### Task
Set down exactly the lines that run from the line with "the declared lengths." to the end of the data, and nothing else.
====== Material shown ======
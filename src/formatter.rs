//! External formatter invocation.
//!
//! The source text is piped through a child process and its standard output
//! is taken as the formatted text.

use crate::check::Formatter;
use crate::error::{CheckstyleError, Result};
use std::io::Write;
use std::process::{Command, Stdio};
use tracing::debug;

/// Program name of the supported formatter.
pub const ASTYLE: &str = "astyle";

/// The canonical style, expressed as astyle options.
pub const ASTYLE_OPTIONS: &[&str] = &[
    "-n",
    "--style=linux",
    "--indent=force-tab=8",
    "--attach-namespaces",
    "--attach-extern-c",
    "--pad-oper",
    "--align-pointer=name",
    "--align-reference=name",
    "--max-code-length=120",
];

/// A formatter run as `program args...`, reading stdin and writing stdout.
#[derive(Debug, Clone)]
pub struct CommandFormatter {
    program: String,
    args: Vec<String>,
}

impl CommandFormatter {
    pub fn new<I, S>(program: impl Into<String>, args: I) -> Self
    where
        I: IntoIterator<Item = S>,
        S: Into<String>,
    {
        Self {
            program: program.into(),
            args: args.into_iter().map(Into::into).collect(),
        }
    }

    /// astyle with the project style options.
    pub fn astyle() -> Self {
        Self::new(ASTYLE, ASTYLE_OPTIONS.iter().copied())
    }
}

impl Formatter for CommandFormatter {
    fn format(&self, source: &str) -> Result<String> {
        debug!(program = %self.program, bytes = source.len(), "running formatter");

        let mut child = Command::new(&self.program)
            .args(&self.args)
            .stdin(Stdio::piped())
            .stdout(Stdio::piped())
            .stderr(Stdio::piped())
            .spawn()
            .map_err(|e| {
                CheckstyleError::ExternalToolFailure(format!(
                    "failed to execute {}: {}\nFix: ensure the command is installed and in PATH.",
                    self.program, e
                ))
            })?;

        let mut stdin = child.stdin.take().ok_or_else(|| {
            CheckstyleError::ExternalToolFailure(format!("{}: stdin unavailable", self.program))
        })?;

        // The child may fill its stdout pipe before draining stdin.
        let input = source.as_bytes().to_vec();
        let writer = std::thread::spawn(move || stdin.write_all(&input));

        let output = child.wait_with_output().map_err(|e| {
            CheckstyleError::ExternalToolFailure(format!(
                "failed to wait for {}: {}",
                self.program, e
            ))
        })?;

        let write_result = writer.join().map_err(|_| {
            CheckstyleError::ExternalToolFailure(format!(
                "{}: stdin writer panicked",
                self.program
            ))
        })?;

        if !output.status.success() {
            let stderr = String::from_utf8_lossy(&output.stderr);
            return Err(CheckstyleError::ExternalToolFailure(format!(
                "{} failed (exit code {}): {}",
                self.program,
                output.status.code().unwrap_or(-1),
                stderr.trim()
            )));
        }

        write_result.map_err(|e| {
            CheckstyleError::ExternalToolFailure(format!(
                "failed to write to {}: {}",
                self.program, e
            ))
        })?;

        Ok(String::from_utf8_lossy(&output.stdout).into_owned())
    }
}

#[cfg(test)]
mod tests {
    use super::*;

    #[test]
    fn astyle_uses_project_style() {
        let formatter = CommandFormatter::astyle();
        assert_eq!(formatter.program, "astyle");
        assert_eq!(formatter.args.len(), ASTYLE_OPTIONS.len());
        assert!(formatter.args.iter().any(|a| a == "--style=linux"));
        assert!(formatter.args.iter().any(|a| a == "--max-code-length=120"));
    }

    #[test]
    fn identity_formatter_returns_input() {
        let formatter = CommandFormatter::new("cat", Vec::<String>::new());
        let source = "int main(void)\n{\n\treturn 0;\n}\n";
        assert_eq!(formatter.format(source).unwrap(), source);
    }

    #[test]
    fn large_input_does_not_deadlock() {
        let formatter = CommandFormatter::new("cat", Vec::<String>::new());
        let source = "int x = 0;\n".repeat(100_000);
        assert_eq!(formatter.format(&source).unwrap().len(), source.len());
    }

    #[test]
    fn arguments_are_passed_through() {
        let formatter = CommandFormatter::new("sed", ["s/  */ /g"]);
        assert_eq!(formatter.format("int  a  =  1;\n").unwrap(), "int a = 1;\n");
    }

    #[test]
    fn non_zero_exit_is_tool_failure() {
        let formatter = CommandFormatter::new("sh", ["-c", "cat >/dev/null; echo broken >&2; exit 3"]);
        let err = formatter.format("x\n").unwrap_err();
        assert!(matches!(err, CheckstyleError::ExternalToolFailure(_)));
        let msg = err.to_string();
        assert!(msg.contains("exit code 3"), "{msg}");
        assert!(msg.contains("broken"), "{msg}");
    }

    #[test]
    fn missing_program_is_tool_failure() {
        let formatter = CommandFormatter::new("checkstyle-no-such-formatter", Vec::<String>::new());
        let err = formatter.format("x\n").unwrap_err();
        assert!(matches!(err, CheckstyleError::ExternalToolFailure(_)));
    }
}
//! Core diff parsing logic.

use crate::error::Result;
use std::collections::BTreeSet;

use super::LineNumber;
use super::hunk::{AppendOutcome, DiffHunk, Side};

/// Split unified diff lines into hunks, in input order.
///
/// Lines before the first `@@` header are preamble and ignored. After a hunk
/// sees a line that is not part of its body, following lines are ignored
/// until the next header (this skips `diff --git`/`---`/`+++` lines between
/// files of a multi-file diff).
///
/// # Returns
///
/// * `Ok(Vec<DiffHunk>)` - Every hunk, each with verified lengths
/// * `Err(CheckstyleError::MalformedHunkHeader)` - A `@@` line does not parse
/// * `Err(CheckstyleError::HunkLengthMismatch)` - A body disagrees with its header
pub fn parse_diff<'a, I>(lines: I) -> Result<Vec<DiffHunk>>
where
    I: IntoIterator<Item = &'a str>,
{
    let mut hunks = Vec::new();
    let mut current: Option<DiffHunk> = None;
    let mut open = false;

    for line in lines {
        if line.starts_with("@@") {
            if let Some(hunk) = current.take() {
                hunk.verify_lengths()?;
                hunks.push(hunk);
            }
            current = Some(DiffHunk::from_header(line)?);
            open = true;
            continue;
        }

        if !open {
            continue;
        }

        if let Some(hunk) = current.as_mut()
            && hunk.append(line) == AppendOutcome::EndOfHunk
        {
            open = false;
        }
    }

    if let Some(hunk) = current {
        hunk.verify_lengths()?;
        hunks.push(hunk);
    }

    Ok(hunks)
}

/// Parse a whole diff held in memory.
pub fn parse_diff_text(text: &str) -> Result<Vec<DiffHunk>> {
    parse_diff(text.lines())
}

/// Union of the touched line numbers of one side across hunks.
///
/// With [`Side::New`] on a commit diff this is the set of lines the commit
/// added to the file.
pub fn touched_lines(hunks: &[DiffHunk], side: Side) -> BTreeSet<LineNumber> {
    hunks
        .iter()
        .flat_map(|hunk| hunk.side(side).touched().iter().copied())
        .collect()
}
//! Hunk model: per-side line bookkeeping and body line classification.

use crate::error::{CheckstyleError, Result};
use serde::Serialize;
use std::collections::BTreeSet;

use super::LineNumber;
use super::header::HunkHeader;

/// Which file version of a diff a side describes.
#[derive(Debug, Clone, Copy, PartialEq, Eq)]
pub enum Side {
    /// The `-` side (file before the change).
    Old,
    /// The `+` side (file after the change).
    New,
}

/// Classification of a hunk body line by its leading marker.
#[derive(Debug, Clone, Copy, PartialEq, Eq, Serialize)]
#[serde(rename_all = "lowercase")]
pub enum LineKind {
    /// Leading space: present on both sides.
    Context,
    /// Leading `-`: present only on the old side.
    Removed,
    /// Leading `+`: present only on the new side.
    Added,
    /// Leading `\`: the `No newline at end of file` annotation. Kept for
    /// rendering only; it belongs to neither side.
    #[serde(rename = "no_newline")]
    NoNewline,
}

impl LineKind {
    /// Classify a body line, or `None` if its marker is not a body marker.
    pub fn classify(line: &str) -> Option<Self> {
        match line.as_bytes().first() {
            Some(b' ') => Some(Self::Context),
            Some(b'-') => Some(Self::Removed),
            Some(b'+') => Some(Self::Added),
            Some(b'\\') => Some(Self::NoNewline),
            _ => None,
        }
    }

    /// The diff marker character for this kind.
    pub fn marker(self) -> char {
        match self {
            Self::Context => ' ',
            Self::Removed => '-',
            Self::Added => '+',
            Self::NoNewline => '\\',
        }
    }
}

/// A body line as it appeared in the diff, kept for rendering.
#[derive(Debug, Clone, PartialEq, Eq)]
pub struct RawLine {
    pub kind: LineKind,
    /// Line text without the leading marker.
    pub text: String,
}

/// What [`DiffHunk::append`] did with a line.
#[derive(Debug, Clone, Copy, PartialEq, Eq)]
pub enum AppendOutcome {
    /// The line was classified and recorded.
    Appended,
    /// `\ No newline at end of file`: kept as a raw line, no side advanced,
    /// the hunk stays open.
    NoNewlineMarker,
    /// The line is not a body line; the hunk is complete and the line was not recorded.
    EndOfHunk,
}

/// Line numbers covered by one side of a hunk.
///
/// `touched` and `untouched` together always form the contiguous run
/// `start..start + len()`; entries are only ever appended in order.
#[derive(Debug, Clone, PartialEq, Eq)]
pub struct DiffHunkSide {
    start: LineNumber,
    touched: Vec<LineNumber>,
    untouched: Vec<LineNumber>,
}

impl DiffHunkSide {
    pub fn new(start: LineNumber) -> Self {
        Self {
            start,
            touched: Vec::new(),
            untouched: Vec::new(),
        }
    }

    pub fn start(&self) -> LineNumber {
        self.start
    }

    /// Lines removed (old side) or added (new side), ascending.
    pub fn touched(&self) -> &[LineNumber] {
        &self.touched
    }

    /// Context lines, ascending.
    pub fn untouched(&self) -> &[LineNumber] {
        &self.untouched
    }

    pub fn len(&self) -> usize {
        self.touched.len() + self.untouched.len()
    }

    pub fn is_empty(&self) -> bool {
        self.len() == 0
    }

    /// The line number the next appended entry must carry.
    fn next_line(&self) -> LineNumber {
        self.start.saturating_add(self.len())
    }

    fn append_touched(&mut self, line: LineNumber) {
        debug_assert_eq!(line, self.next_line(), "touched line out of sequence");
        self.touched.push(line);
    }

    fn append_untouched(&mut self, line: LineNumber) {
        debug_assert_eq!(line, self.next_line(), "untouched line out of sequence");
        self.untouched.push(line);
    }
}

/// One `@@` block of a unified diff.
#[derive(Debug, Clone)]
pub struct DiffHunk {
    header: HunkHeader,
    old: DiffHunkSide,
    new: DiffHunkSide,
    old_line: LineNumber,
    new_line: LineNumber,
    lines: Vec<RawLine>,
}

impl DiffHunk {
    /// Start a hunk from its header line.
    ///
    /// # Returns
    ///
    /// * `Ok(DiffHunk)` - An empty hunk anchored at the declared starts
    /// * `Err(CheckstyleError::MalformedHunkHeader)` - The header does not parse
    pub fn from_header(line: &str) -> Result<Self> {
        let header = HunkHeader::parse(line)?;
        Ok(Self {
            header,
            old: DiffHunkSide::new(header.old_start),
            new: DiffHunkSide::new(header.new_start),
            old_line: header.old_start,
            new_line: header.new_start,
            lines: Vec::new(),
        })
    }

    /// Classify one body line and advance the side counters.
    ///
    /// - ` ` context: both sides record the line as untouched
    /// - `-` removed: the old side records it as touched
    /// - `+` added: the new side records it as touched
    /// - `\` no-newline annotation: recorded for rendering, no side advances
    /// - anything else (including an empty line): end of this hunk
    ///
    /// Counters saturate instead of overflowing. The header guarantees the
    /// declared range fits, so saturation only happens on a body longer than
    /// declared, which [`verify_lengths`](Self::verify_lengths) rejects.
    pub fn append(&mut self, line: &str) -> AppendOutcome {
        let Some(kind) = LineKind::classify(line) else {
            return AppendOutcome::EndOfHunk;
        };

        self.lines.push(RawLine {
            kind,
            text: line[1..].to_string(),
        });

        match kind {
            LineKind::Context => {
                self.old.append_untouched(self.old_line);
                self.old_line = self.old_line.saturating_add(1);
                self.new.append_untouched(self.new_line);
                self.new_line = self.new_line.saturating_add(1);
            }
            LineKind::Removed => {
                self.old.append_touched(self.old_line);
                self.old_line = self.old_line.saturating_add(1);
            }
            LineKind::Added => {
                self.new.append_touched(self.new_line);
                self.new_line = self.new_line.saturating_add(1);
            }
            LineKind::NoNewline => return AppendOutcome::NoNewlineMarker,
        }

        AppendOutcome::Appended
    }

    /// Whether any old-side touched line is in `targets`.
    ///
    /// Comparing the old side is what makes a formatter diff comparable with
    /// a commit's added lines: the formatter diff's old text is the commit's
    /// new text.
    pub fn intersects(&self, targets: &BTreeSet<LineNumber>) -> bool {
        self.old.touched.iter().any(|line| targets.contains(line))
    }

    pub fn side(&self, side: Side) -> &DiffHunkSide {
        match side {
            Side::Old => &self.old,
            Side::New => &self.new,
        }
    }

    /// Coordinates as declared by the header line.
    #[cfg(test)]
    pub(crate) fn declared(&self) -> HunkHeader {
        self.header
    }

    /// Body lines in diff order.
    pub fn lines(&self) -> &[RawLine] {
        &self.lines
    }

    /// Header reconstructed from what the body actually covers.
    pub fn header_line(&self) -> String {
        format!(
            "@@ -{},{} +{},{} @@",
            self.old.start,
            self.old.len(),
            self.new.start,
            self.new.len()
        )
    }

    /// Check that the body covered exactly the declared lengths.
    pub(super) fn verify_lengths(&self) -> Result<()> {
        if self.old.len() == self.header.old_count && self.new.len() == self.header.new_count {
            return Ok(());
        }

        Err(CheckstyleError::HunkLengthMismatch {
            header: self.header.to_string(),
            declared_old: self.header.old_count,
            declared_new: self.header.new_count,
            actual_old: self.old.len(),
            actual_new: self.new.len(),
        })
    }
}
======
### Finished task
    /// Check that the body covered exactly the declared lengths.
    pub(super) fn verify_lengths(&self) -> Result<()> {
        if self.old.len() == self.header.old_count && self.new.len() == self.header.new_count {
            return Ok(());
        }

        Err(CheckstyleError::HunkLengthMismatch {
            header: self.header.to_string(),
            declared_old: self.header.old_count,
            declared_new: self.header.new_count,
            actual_old: self.old.len(),
            actual_new: self.new.len(),
        })
    }
}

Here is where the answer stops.